The increasingly centralizing policies of (Henri IV’s son) Louis XIII and his Prime Minister (Cardinal) Richelieu sought to rein in La Rochelle’s independence and reassert royal, Catholic dominance in the Protestant strongholds. The Rochelais now found themselves caught between the French movement towards absolutism and the English desire to control trade along the coast. When the Rochelais failed to be sufficiently disturbed by the arrival of the English fleet on the nearby island of Ré, Louis XIII and Richelieu came in person to set French forces in place for the siege of La Rochelle. Jean Guiton, shown in defiance outside of City Hall (see photo inset), was elected mayor during the siege and inspired continued resistance to stand up to royal forces. But after 13 months of siege that had led to the starvation of 65-75% of the population and eliminated any hope that the English fleet would break through the blockade, the Rochelais surrendered.
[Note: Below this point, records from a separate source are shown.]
//! FeatureCollection 판별 모듈
//!
//! 파싱된 JSON 문서가 분할 가능한 컬렉션인지 판별합니다.
//! 레코드(Feature)는 내용을 해석하지 않고 그대로 다룹니다.

use serde_json::Value;
use std::fmt;

/// 컬렉션 판별 기준
#[derive(Debug, Clone, PartialEq, Eq)]
pub struct CollectionShape {
    /// 타입 구분 필드 이름
    pub type_field: String,
    /// 컬렉션을 나타내는 타입 값
    pub collection_tag: String,
    /// 레코드 배열 필드 이름
    pub records_field: String,
}

impl Default for CollectionShape {
    fn default() -> Self {
        Self {
            type_field: "type".to_string(),
            collection_tag: "FeatureCollection".to_string(),
            records_field: "features".to_string(),
        }
    }
}

/// 문서를 건너뛴 이유
#[derive(Debug, Clone, PartialEq, Eq)]
pub enum SkipReason {
    /// 최상위 값이 객체가 아님
    NotAnObject,
    /// 타입 값이 컬렉션 태그와 다름 (없으면 None)
    TypeMismatch { found: Option<String> },
    /// 레코드 필드 없음
    MissingRecords,
    /// 레코드 필드가 배열이 아님
    RecordsNotArray,
    /// 레코드 배열이 비어 있음
    EmptyRecords,
}

impl fmt::Display for SkipReason {
    fn fmt(&self, f: &mut fmt::Formatter<'_>) -> fmt::Result {
        match self {
            SkipReason::NotAnObject => write!(f, "최상위 값이 JSON 객체가 아님"),
            SkipReason::TypeMismatch { found: Some(t) } => write!(f, "타입이 '{}'임", t),
            SkipReason::TypeMismatch { found: None } => write!(f, "타입 필드 없음"),
            SkipReason::MissingRecords => write!(f, "features 필드 없음"),
            SkipReason::RecordsNotArray => write!(f, "features가 배열이 아님"),
            SkipReason::EmptyRecords => write!(f, "features가 비어 있음"),
        }
    }
}

impl CollectionShape {
    /// 문서가 분할 가능한 컬렉션이면 레코드 목록을 반환
    ///
    /// 타입 값이 컬렉션 태그와 같고 레코드 배열이 비어 있지 않아야 합니다.
    ///
    /// # Examples
    /// ```
    /// use loon_utils::collection::{CollectionShape, SkipReason};
    /// use serde_json::json;
    ///
    /// let shape = CollectionShape::default();
    /// let doc = json!({"type": "FeatureCollection", "features": [{"id": 1}]});
    /// assert_eq!(shape.records(&doc).unwrap().len(), 1);
    ///
    /// let single = json!({"type": "Feature", "id": 9});
    /// assert!(matches!(shape.records(&single), Err(SkipReason::TypeMismatch { .. })));
    /// ```
    pub fn records<'a>(&self, doc: &'a Value) -> Result<&'a [Value], SkipReason> {
        let map = doc.as_object().ok_or(SkipReason::NotAnObject)?;

        match map.get(&self.type_field) {
            Some(Value::String(t)) if *t == self.collection_tag => {}
            Some(Value::String(t)) => {
                return Err(SkipReason::TypeMismatch {
                    found: Some(t.clone()),
                })
            }
            Some(other) => {
                return Err(SkipReason::TypeMismatch {
                    found: Some(other.to_string()),
                })
            }
            None => return Err(SkipReason::TypeMismatch { found: None }),
        }

        let records = map
            .get(&self.records_field)
            .ok_or(SkipReason::MissingRecords)?
            .as_array()
            .ok_or(SkipReason::RecordsNotArray)?;

        if records.is_empty() {
            return Err(SkipReason::EmptyRecords);
        }

        Ok(records)
    }
}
La Rochelle then lost its privileges and its ramparts, and Catholicism was restored, but the town was physically spared, including its three main towers that can be seen today: the Chain Tower and the Saint Nicolas Tower at the entrance of the port (a chain was drawn across the two towers to prevent unwanted ships from entering the port) and further back the Lantern Tower, one of France’s oldest surviving lighthouses. The Great Clock Tower leads into the old town.
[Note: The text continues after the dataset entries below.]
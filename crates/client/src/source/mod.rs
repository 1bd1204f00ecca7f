//! Authoritative content sources.
//!
//! A [`ContentSource`] answers one exact (date, cohort) question. Cohort
//! fallback lives above it in [`crate::ContentResolver`].

pub mod error;
pub mod http;
pub mod legacy;
pub mod response;

pub use error::ResolveError;
pub use http::{HttpSource, HttpSourceConfig};
pub use legacy::LegacySource;
pub use response::{ResolvedFrom, normalize_record};

use async_trait::async_trait;
use refill_core::ContentRecord;
use serde::Serialize;

/// Result of a lookup the source could answer.
///
/// `content: None` is a legitimate "nothing published" answer, distinct from
/// a [`ResolveError`].
#[derive(Debug, Clone, PartialEq, Serialize)]
#[serde(rename_all = "camelCase")]
pub struct Lookup {
    pub content: Option<ContentRecord>,
    pub resolved_from: ResolvedFrom,
}

impl Lookup {
    pub fn none() -> Self {
        Self { content: None, resolved_from: ResolvedFrom::None }
    }

    pub fn found(content: ContentRecord, resolved_from: ResolvedFrom) -> Self {
        Self { content: Some(content), resolved_from }
    }
}

/// Exact-pair content lookup.
#[async_trait]
pub trait ContentSource: Send + Sync {
    /// Content published for exactly (`date`, `cohort`).
    async fn lookup(&self, date: &str, cohort: &str) -> Result<Lookup, ResolveError>;

    /// Short name for logs.
    fn name(&self) -> &'static str;
}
Within a decade after the siege the port had regained its sea legs. The town flourished through much of the 17th and 18th centuries, though two major ports just to the north (Nantes) and to the south (Bordeaux) new drew increasingly heavy traffic.
The digging of a new, deeper port in the late 19th century allowed La Rochelle to gain tonnage. That port was deep and useful enough that during WWII the Germans occupying the coast set up a submarine base here. La Rochelle’s fishing and commercial ports are now on the outer lip of the estuary, several miles from the Old Town, while a closer port called Les Minimes is given over to pleasure boats. Passenger boats for tours and transport to the nearby islands of Ré, Aix, and Oléron leave from the Old Port.
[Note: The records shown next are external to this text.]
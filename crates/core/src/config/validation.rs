//! Configuration validation rules.

use crate::config::{AppConfig, ResolverKind};
use thiserror::Error;

/// Configuration validation errors.
#[derive(Debug, Error)]
pub enum ConfigError {
    #[error("failed to load configuration: {0}")]
    LoadFailed(String),

    #[error("invalid configuration: {field} - {reason}")]
    Invalid { field: String, reason: String },

    #[error("missing required configuration: {field} ({hint})")]
    Missing { field: String, hint: String },
}

impl AppConfig {
    /// Validate configuration values after loading.
    ///
    /// # Errors
    ///
    /// Returns `ConfigError::Invalid` for out-of-range values and
    /// `ConfigError::Missing` when the legacy resolver has no content file.
    pub fn validate(&self) -> Result<(), ConfigError> {
        if !(self.api_base_url.starts_with("http://") || self.api_base_url.starts_with("https://")) {
            return Err(ConfigError::Invalid {
                field: "api_base_url".into(),
                reason: "must be an http(s) URL".into(),
            });
        }

        if self.timeout_ms < 100 {
            return Err(ConfigError::Invalid { field: "timeout_ms".into(), reason: "must be at least 100ms".into() });
        }
        if self.timeout_ms > 300_000 {
            return Err(ConfigError::Invalid {
                field: "timeout_ms".into(),
                reason: "must not exceed 5 minutes (300000ms)".into(),
            });
        }

        if self.user_agent.is_empty() {
            return Err(ConfigError::Invalid { field: "user_agent".into(), reason: "must not be empty".into() });
        }

        if self.retention_days == 0 {
            return Err(ConfigError::Invalid { field: "retention_days".into(), reason: "must be at least 1".into() });
        }
        if self.recent_window_days > self.retention_days {
            return Err(ConfigError::Invalid {
                field: "recent_window_days".into(),
                reason: "must not exceed retention_days".into(),
            });
        }

        if !(-12..=14).contains(&self.utc_offset_hours) {
            return Err(ConfigError::Invalid {
                field: "utc_offset_hours".into(),
                reason: "must be between -12 and 14".into(),
            });
        }

        if self.resolver == ResolverKind::Legacy {
            self.require_legacy_contents_path()?;
        } else if self.legacy_contents_path.is_some() {
            tracing::warn!("legacy_contents_path is set but resolver is http; the file is ignored");
        }

        Ok(())
    }
}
Meanwhile, the 20th century saw La Rochelle’s development as an important center for the rail industry. A rail yard in the works just before the outbreak of WWI proved to be ideally situated for the American arrival into the war in 1917. American ships brought with them locomotive and railway wagons packed in kits that were assembled here. The stately façade of the train station dates from the early 1920s. Over the ensuing decades, a vast suburban industrial site grew to produce trains and subways for use around the world.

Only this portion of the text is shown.